My old friend’s words sank in, and the noise of the D.C. conference hall receded around me as if someone had just hit the mute button. The familiar refrain now meant something altogether different, and no part of me could shrug it off.

“There was such an edge to it,” she went on. “He was a poet, a man who knew precisely the value and import of language. He was totally aware of the impact of his words. It was like he was stripping you of who you were. He just kept repeating it over and over again. He got angrier and angrier, as if he thought you were lying.”

If pressed, I wouldn’t have been able to place myself at that picnic table. Whatever had happened that night was buried beneath layers of cotton wool. Nor would I have been able to say for certain that I had ever met Mark Strand. I could picture his craggy, handsome face. He looked a bit like Clint Eastwood. He was a romantic figure, Poet Laureate of the United States, a hero of mine. Just recently I had come across a photograph on Instagram of Strand’s grave in upstate New York. His tombstone, polished but left rough on top, was stark against the snow. MARK STRAND, POET. 1934–2014. He died at eighty. Across the bottom of the tombstone, a line from a poem of his own: WHEREVER I AM, I AM WHAT IS MISSING.

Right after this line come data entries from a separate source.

//! The computer and human sequences of a session, and the pure press check.

use super::pad::Pad;
use serde::{Deserialize, Serialize};

/// Result of comparing one human press against the computer sequence.
#[derive(Clone, Copy, Debug, PartialEq, Eq)]
pub enum PressCheck {
    /// Matches so far; `remaining` presses are still needed this round.
    Matched { remaining: usize },
    /// The human sequence now equals the computer sequence.
    Completed,
    /// Wrong pad at `index`.
    Mismatch {
        index: usize,
        expected: Pad,
        actual: Pad,
    },
}

/// Both sequences of a running session.
///
/// The computer sequence only ever grows by one per round. The human
/// sequence is cleared at every human turn and is kept a prefix of the
/// computer sequence: a press that breaks the prefix is reported as a
/// mismatch.
///
/// # Example
///
/// ```rust
/// use simon::core::{Pad, PressCheck, Sequences};
///
/// let mut seq = Sequences::new();
/// seq.extend(Pad::Red);
/// seq.extend(Pad::Green);
/// seq.begin_human_turn();
///
/// assert_eq!(seq.press(Pad::Red), PressCheck::Matched { remaining: 1 });
/// assert_eq!(
///     seq.press(Pad::Blue),
///     PressCheck::Mismatch { index: 1, expected: Pad::Green, actual: Pad::Blue }
/// );
/// ```
#[derive(Clone, Debug, Default, PartialEq, Eq, Serialize, Deserialize)]
pub struct Sequences {
    computer: Vec<Pad>,
    human: Vec<Pad>,
}

impl Sequences {
    pub fn new() -> Self {
        Self::default()
    }

    /// Append the next pad of a new round.
    pub fn extend(&mut self, pad: Pad) {
        self.computer.push(pad);
    }

    /// Start a fresh human attempt at the current round.
    pub fn begin_human_turn(&mut self) {
        self.human.clear();
    }

    /// Record a press and compare it at the same index.
    ///
    /// A press past the end of the computer sequence cannot match anything
    /// and is reported against the last pad.
    pub fn press(&mut self, pad: Pad) -> PressCheck {
        self.human.push(pad);
        let index = self.human.len() - 1;

        match self.computer.get(index) {
            Some(&expected) if expected == pad => {
                let remaining = self.computer.len() - self.human.len();
                if remaining == 0 {
                    PressCheck::Completed
                } else {
                    PressCheck::Matched { remaining }
                }
            }
            Some(&expected) => PressCheck::Mismatch {
                index,
                expected,
                actual: pad,
            },
            None => PressCheck::Mismatch {
                index,
                expected: self.computer.last().copied().unwrap_or(pad),
                actual: pad,
            },
        }
    }

    /// Human presses so far form a prefix of the computer sequence.
    pub fn human_is_prefix(&self) -> bool {
        self.computer.starts_with(&self.human)
    }

    pub fn clear(&mut self) {
        self.computer.clear();
        self.human.clear();
    }

    pub fn computer(&self) -> &[Pad] {
        &self.computer
    }

    pub fn human(&self) -> &[Pad] {
        &self.human
    }

    /// Computer sequence length, which is also the round being played.
    pub fn round(&self) -> usize {
        self.computer.len()
    }

    pub fn is_empty(&self) -> bool {
        self.computer.is_empty() && self.human.is_empty()
    }
}
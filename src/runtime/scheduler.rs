//! Scheduler backed by tokio timers.

use crate::schedule::{Scheduler, Timer, TimerId};
use std::collections::HashMap;
use std::time::Duration;
use tokio::sync::mpsc;
use tokio::task::JoinHandle;

/// Sleeps on a tokio task per timer and posts the timer to a channel.
///
/// Must be used from within a tokio runtime.
pub struct TokioScheduler {
    tx: mpsc::UnboundedSender<Timer>,
    next_id: u64,
    tasks: HashMap<TimerId, JoinHandle<()>>,
}

impl TokioScheduler {
    /// Create a scheduler and the receiver its timers arrive on.
    pub fn new() -> (Self, mpsc::UnboundedReceiver<Timer>) {
        let (tx, rx) = mpsc::unbounded_channel();
        let scheduler = Self {
            tx,
            next_id: 0,
            tasks: HashMap::new(),
        };
        (scheduler, rx)
    }

    /// Timers still sleeping.
    pub fn pending(&self) -> usize {
        self.tasks.values().filter(|task| !task.is_finished()).count()
    }
}

impl Scheduler for TokioScheduler {
    fn schedule_after(&mut self, delay: Duration, timer: Timer) -> TimerId {
        self.tasks.retain(|_, task| !task.is_finished());

        let id = TimerId(self.next_id);
        self.next_id += 1;

        let tx = self.tx.clone();
        let task = tokio::spawn(async move {
            tokio::time::sleep(delay).await;
            // Receiver gone means the game has shut down.
            let _ = tx.send(timer);
        });
        self.tasks.insert(id, task);
        id
    }

    fn cancel(&mut self, id: TimerId) {
        if let Some(task) = self.tasks.remove(&id) {
            task.abort();
        }
    }
}

impl Drop for TokioScheduler {
    fn drop(&mut self) {
        for (_, task) in self.tasks.drain() {
            task.abort();
        }
    }
}
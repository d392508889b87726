//! Tokio runtime for a game controller.
//!
//! `spawn_game` moves a `SimonGame` onto its own task. Every start, press
//! and timer is handled by that one task, so the controller keeps its
//! single-threaded semantics even when handles are shared across threads.

mod actor;
mod scheduler;

pub use actor::{spawn_game, GameHandle};
pub use scheduler::TokioScheduler;
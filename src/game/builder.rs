//! Builder for assembling a game controller.

use crate::config::GameConfig;
use crate::game::controller::SimonGame;
use crate::game::error::BuildError;
use crate::picker::PadPicker;
use crate::presenter::Presenter;
use crate::schedule::Scheduler;

/// Fluent builder for `SimonGame`.
///
/// The presenter, scheduler and picker are required. The config defaults
/// to `GameConfig::default()` and is validated by `build`.
pub struct GameBuilder<P, S, K> {
    config: GameConfig,
    presenter: Option<P>,
    scheduler: Option<S>,
    picker: Option<K>,
}

impl<P: Presenter, S: Scheduler, K: PadPicker> GameBuilder<P, S, K> {
    pub fn new() -> Self {
        Self {
            config: GameConfig::default(),
            presenter: None,
            scheduler: None,
            picker: None,
        }
    }

    pub fn config(mut self, config: GameConfig) -> Self {
        self.config = config;
        self
    }

    pub fn presenter(mut self, presenter: P) -> Self {
        self.presenter = Some(presenter);
        self
    }

    pub fn scheduler(mut self, scheduler: S) -> Self {
        self.scheduler = Some(scheduler);
        self
    }

    pub fn picker(mut self, picker: K) -> Self {
        self.picker = Some(picker);
        self
    }

    /// Build the controller.
    /// Returns an error if a part is missing or the config is invalid.
    pub fn build(self) -> Result<SimonGame<P, S, K>, BuildError> {
        let presenter = self.presenter.ok_or(BuildError::MissingPresenter)?;
        let scheduler = self.scheduler.ok_or(BuildError::MissingScheduler)?;
        let picker = self.picker.ok_or(BuildError::MissingPicker)?;

        Ok(SimonGame::new(self.config, presenter, scheduler, picker)?)
    }
}

impl<P: Presenter, S: Scheduler, K: PadPicker> Default for GameBuilder<P, S, K> {
    fn default() -> Self {
        Self::new()
    }
}

#[cfg(test)]
mod tests {
    use super::*;
    use crate::config::ConfigError;
    use crate::core::Phase;
    use crate::picker::RandomPicker;
    use crate::schedule::ManualScheduler;
    use crate::testing::{RecordingPresenter, ScriptedPicker};
    use rand::rngs::StdRng;

    type Builder = GameBuilder<RecordingPresenter, ManualScheduler, ScriptedPicker>;

    #[test]
    fn builder_requires_presenter() {
        let result = Builder::new().build();
        assert!(matches!(result, Err(BuildError::MissingPresenter)));
    }

    #[test]
    fn builder_requires_scheduler() {
        let result = Builder::new().presenter(RecordingPresenter::new()).build();
        assert!(matches!(result, Err(BuildError::MissingScheduler)));
    }

    #[test]
    fn builder_requires_picker() {
        let result = Builder::new()
            .presenter(RecordingPresenter::new())
            .scheduler(ManualScheduler::new())
            .build();
        assert!(matches!(result, Err(BuildError::MissingPicker)));
    }

    #[test]
    fn builder_rejects_invalid_config() {
        let mut config = GameConfig::default();
        config.timing.cue_duration_ms = 700;

        let result = Builder::new()
            .config(config)
            .presenter(RecordingPresenter::new())
            .scheduler(ManualScheduler::new())
            .picker(ScriptedPicker::new([]))
            .build();

        assert!(matches!(
            result,
            Err(BuildError::InvalidConfig(ConfigError::Invalid(_)))
        ));
    }

    #[test]
    fn fluent_api_builds_idle_game() {
        let game = GameBuilder::<_, _, RandomPicker<StdRng>>::new()
            .presenter(RecordingPresenter::new())
            .scheduler(ManualScheduler::new())
            .picker(RandomPicker::seeded(3))
            .build()
            .unwrap();

        assert_eq!(game.phase(), Phase::Idle);
        assert_eq!(game.round_count(), 0);
        assert!(game.presenter().calls().is_empty());
    }
}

“I’ve never forgotten that moment,” my friend said. “You were so poised in your response to him. You didn’t give away what you must have been feeling. I wondered what that poise was costing you.”

“I don’t recall any of this,” I said softly.

Little blondie.


As it turned out, Mark Strand knew something about me that I didn’t know. He set his gaze on me as if applying a contour map. It wasn’t just my blond hair and blue eyes. No—this had to do with angles, bone structure, skin tone—this was data that didn’t add up. My dismissal of that clearly offended him. Here was a highly perceptive person—a poet I admired to such a degree that I later used a line from a poem of his as an epigraph to one of my novels—demanding that I take a good hard look at myself.

How was it that I had never suspected? Not even after my mother had let slip the method of my conception? I was in my early thirties that summer at Bread Loaf. It had been only a half dozen years since Susie had told me about the practice of mixing sperm. It seems a sliver of doubt would have wedged itself within me. But there was no doubt. No suspicion. I staunchly ignored the evidence. Instead, I sat, glib and certain under the starry Vermont sky, incurious about why this kept happening, why Mark Strand felt moved to speak with such conviction.

Story of my life was what I usually said with a shrug and a sigh. A phrase that seemed to cost me nothing. Story of my life.